In this invention, particular active catalytic systems provide novel regioselectivity and yield of each of a tail-to-head telomer, a head-to-head telomer, and a tail-to-tail telomer from an unsymmetrical diene substrate.
The catalyst precursor, the ligand and the solvent can play an important role in the yield and regioselectivity of a reaction. Active catalyst precursors used in the telomerization of isoprene can include Pd complexes such as PdCl2, Pd(OAc)2, and [Pd(C3H5) (COD)]BF4. Various phosphines, phosphites and phospholes have been used as ligands using diethylamine as the nucleophile. It has been shown that the Pd precursor has an effect on conversion (Maddock & Finn (2000) supra). In this work, the cationic n-allyl complex [Pd(C3H5) (COD)]BF4 provided faster telomerization reactions than PdCl2. Interestingly, trialkylphosphines such as, PEt3, PnBu3, PtBu3 or Pcy3 showed no activity with PdCl2, while the use of the cationic complex provided telomerization products in good yields using the same ligands.

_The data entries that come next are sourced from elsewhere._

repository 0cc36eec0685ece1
fn main() {
    tauri_build::build()
}
// Prevents additional console window on Windows in release, DO NOT REMOVE!!
#![cfg_attr(not(debug_assertions), windows_subsystem = "windows")]

fn main() {
    chatit_lib::run()
}
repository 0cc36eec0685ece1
//! Central error types for ChatIt.
//!
//! This module provides typed errors for better error handling across the codebase.
//! All errors implement `Serialize` for Tauri IPC compatibility.

use serde::Serialize;
use thiserror::Error;

/// Main error type for ChatIt operations.
#[derive(Error, Debug)]
pub enum ShellError {
    /// Reading or writing the settings document failed
    #[error("Settings storage error: {0}")]
    StorageError(#[from] std::io::Error),

    /// JSON serialization/deserialization failed
    #[error("JSON error: {0}")]
    JsonError(#[from] serde_json::Error),

    /// Window creation or manipulation failed
    #[error("Window error: {0}")]
    WindowError(String),

    /// Tray icon or menu operation failed
    #[error("Tray error: {0}")]
    TrayError(String),

    /// A proxy endpoint could not be turned into a usable URL
    #[error("Invalid proxy endpoint: {0}")]
    InvalidProxy(String),

    /// Generic error with message
    #[error("{0}")]
    Other(String),
}

/// Implement Serialize for Tauri IPC compatibility.
/// Tauri requires errors to be serializable to send to the frontend.
impl Serialize for ShellError {
    fn serialize<S>(&self, serializer: S) -> Result<S::Ok, S::Error>
    where
        S: serde::Serializer,
    {
        serializer.serialize_str(&self.to_string())
    }
}

impl From<tauri::Error> for ShellError {
    fn from(err: tauri::Error) -> Self {
        ShellError::WindowError(err.to_string())
    }
}

impl From<String> for ShellError {
    fn from(msg: String) -> Self {
        ShellError::Other(msg)
    }
}

impl From<&str> for ShellError {
    fn from(msg: &str) -> Self {
        ShellError::Other(msg.to_string())
    }
}

/// Type alias for Results using ShellError.
pub type ShellResult<T> = Result<T, ShellError>;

The control of the regioselectivity in isoprene telomerization is challenging and there are few catalytic systems providing good regioselectivities for the linear telomers 1-3. Palladium catalysts bearing various ligands have been reported to provide telomers 1 (tail-to-head; Leca & Réau (2006) supra), 2 (head-to-head; Maddock & Finn (2000) supra), and 3 (tail-to-tail; Leca & Réau (2006) supra; Keim, et al. (1983) supra) in moderate-to-good yields and good selectivities using diethylamine as the nucleophile (Scheme 2). Monophosphines, monophosphites and P,N ligands were the ligands that provided the highest yields and selectivities.

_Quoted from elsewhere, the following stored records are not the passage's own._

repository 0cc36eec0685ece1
//! Unread-count badge extraction and rendering.
//!
//! The hosted page signals unread messages only through its document title
//! (free text with an optional `(N)` count, e.g. `"WhatsApp (3)"`). The
//! extraction is shared; rendering diverges per platform behind a strategy
//! selected once at startup.

use lazy_static::lazy_static;
use regex::Regex;
#[cfg(windows)]
use tauri::{image::Image, UserAttentionType};
use tauri::WebviewWindow;

use crate::platform::Platform;

lazy_static! {
    /// First parenthesized digit run anywhere in the title.
    static ref UNREAD_RE: Regex = Regex::new(r"\((\d+)\)").expect("invalid unread-count regex");
}

/// Extract the unread count from a window title.
///
/// Returns `None` when the title carries no parseable count; never panics,
/// including on malformed parentheses or counts too large for `u32`.
pub fn unread_count(title: &str) -> Option<u32> {
    UNREAD_RE
        .captures(title)
        .and_then(|caps| caps.get(1))
        .and_then(|digits| digits.as_str().parse().ok())
}

/// Platform-specific badge presentation, selected once at startup.
#[derive(Debug, Clone, Copy, PartialEq, Eq)]
pub enum BadgeRenderer {
    /// macOS: dock badge text.
    Dock,
    /// Windows: taskbar overlay icon, plus a frame flash while unfocused.
    Overlay,
    /// Linux and everything else: no native affordance, do nothing.
    Noop,
}

impl BadgeRenderer {
    pub const fn for_platform(platform: Platform) -> Self {
        match platform {
            Platform::MacOs => BadgeRenderer::Dock,
            Platform::Windows => BadgeRenderer::Overlay,
            Platform::Linux | Platform::Other => BadgeRenderer::Noop,
        }
    }

    /// Apply `count` to the window. `None` clears whatever badge is showing.
    pub fn apply(self, window: &WebviewWindow, count: Option<u32>) {
        match self {
            BadgeRenderer::Dock => {
                if let Err(e) = window.set_badge_count(count.map(i64::from)) {
                    log::warn!("failed to set dock badge: {}", e);
                }
            }
            BadgeRenderer::Overlay => {
                #[cfg(windows)]
                apply_overlay(window, count);
                #[cfg(not(windows))]
                let _ = (window, count);
            }
            BadgeRenderer::Noop => {}
        }
    }
}

/// Overlay icon + frame flash for the Windows taskbar.
#[cfg(windows)]
fn apply_overlay(window: &WebviewWindow, count: Option<u32>) {
    match count {
        Some(n) if n > 0 => {
            match Image::from_bytes(include_bytes!("../icons/badge.png")) {
                Ok(badge) => {
                    if let Err(e) = window.set_overlay_icon(Some(badge)) {
                        log::warn!("failed to set overlay icon: {}", e);
                    }
                }
                Err(e) => log::warn!("failed to load badge image: {}", e),
            }
            // Flash only while the user is looking elsewhere.
            if !window.is_focused().unwrap_or(true) {
                let _ = window.request_user_attention(Some(UserAttentionType::Informational));
            }
        }
        _ => {
            if let Err(e) = window.set_overlay_icon(None) {
                log::warn!("failed to clear overlay icon: {}", e);
            }
        }
    }
}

Pd/carbene catalytic systems have also been reported as catalysts in the telomerization of isoprene using sodium methoxide as nucleophile and afforded good yield and moderate selectivities (Navarro, et al. (2015) 5:1447; Jackstell, et al. (2007) supra; Nunes, et al. (2007) supra; Hidai, et al. (1982) supra; Dani, et al. (1996) supra). The catalytic system Pd(acac)2/13-14 in the presence of base provided the telomer 2′ in 75% selectivity. However, when the bulkier ligands 15-16 were used, the yield decreased significantly. Selectivity of 83% toward telomer 1′ (23% yield) was obtained with the catalytic system Pd(acac)2/PCy3.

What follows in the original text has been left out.